The NAEd appointed six panels of researchers and scholars to each produce a 20-page white paper succinctly addressing the following six policy areas:
• Teacher quality
• Standards and assessments
• Time for learning
• Math and science education
• Reading and literacy education
• Equity and excellence in American education
“The level of experience and the knowledge that committee members bring are critical assets for crafting thoughtful analyses and recommendations on these reform issues,” said Artiles, an expert on culture and disabilities in education. “The goal is to synthesize critically and highlight the areas that need attention in education policy and reform,” he said. “It’s a unique opportunity to provide input in the shaping of the new administration’s policy in education. I’m glad the National Academy has launched this initiative.”
The draft white papers underwent a rigorous peer review process earlier this month in Washington, D.C., where the authors of the various White papers convened to discuss the issues, review redundancies and develop policy recommendations. A second round of peer reviews with independent experts will be conducted at the end of the summer. The report will be shared with the presidential candidates and unveiled by the NAEd on Nov. 18 at an event co-hosted with the National Academy of Sciences.
Artiles’ panel was asked to examine how policies have addressed structural inequities for learning and educational outcomes. Specifically, the group examined the research that addressed equity concerns related to outcome gaps across various racial and socioeconomic groups. Achievement levels and other educational outcome indicators were reviewed longitudinally and comparatively (in relation to other groups). The bulk of the analysis was done with research produced in the U.S., though some attention was given to international comparison studies.
The NAEd sought Berliner’s venerated perspective on time for learning. He said his panel focused on extended learning opportunities, such as after school programs, to address the need for a higher level of student accomplishment.

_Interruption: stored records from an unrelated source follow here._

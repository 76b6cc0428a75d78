use crate::data::Span;

/// Signed position within a sequence.
/// The value `-1` is reserved for the "no target span" sentinel; all other
/// valid positions are non-negative.
pub type Index = i64;
/// Total length of a sequence, in positions.
/// Example: `512` for a tokenized context of 512 positions.
pub type SeqLength = i64;
/// Ordered collection of generated spans.
/// Exactly `n` spans on a successful sampling call, or empty when the
/// request is infeasible; never partial on the `Ok` path.
pub type SampleSet = Vec<Span>;
#![doc = include_str!("../README.md")]
#![warn(missing_docs)]

/// Sampler configuration types.
pub mod config;
/// Centralized constants used across the samplers and helpers.
pub mod constants;
/// Span value type and interval predicates.
pub mod data;
/// Slice sampler implementations and public sampling API.
pub mod sampler;
/// Shared type aliases.
pub mod types;
/// Sequence padding and search helpers.
pub mod utils;

mod errors;

pub use config::SamplerConfig;
pub use data::Span;
pub use errors::SamplerError;
pub use sampler::{
    DeterministicRng, SliceSampler, generate_negative_slices, generate_positive_slices,
};
pub use types::{Index, SampleSet, SeqLength};
pub use utils::{find_value_in_list, pad_to_length};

“We looked at how to provide more learning opportunities for more students, particularly for those students whose achievement levels are low,” Berliner said. He added that the panel also looked at ways to reorganize school calendars, taking into consideration the fact many women are working mothers. “About 70 percent of all women with children are in the workforce. Having children out of school and unsupervised is not healthy for communities.”
Artiles explained that the focus of his working group is timely considering current federal policies' emphasis on standards and accountability across different student subgroups, such as English language learners, students with disabilities, low-income students, and racial minority students. He explained that “a significant challenge for the next administration will be to strengthen a focus on equity and excellence while it provides the necessary resources to achieve policy goals. This can be done in part by emphasizing not only equity in outcomes, but also equity in opportunities and access. The purpose of the White paper initiative is to offer rigorous syntheses of research evidence to guide future education policy.”
Berliner noted that a non-partisan project such as the White Paper Initiative never before has been undertaken by an independent education organization such as the NAEd. “What we’re trying to do is downplay ideology and play up research as a guiding force in education policy,” he said.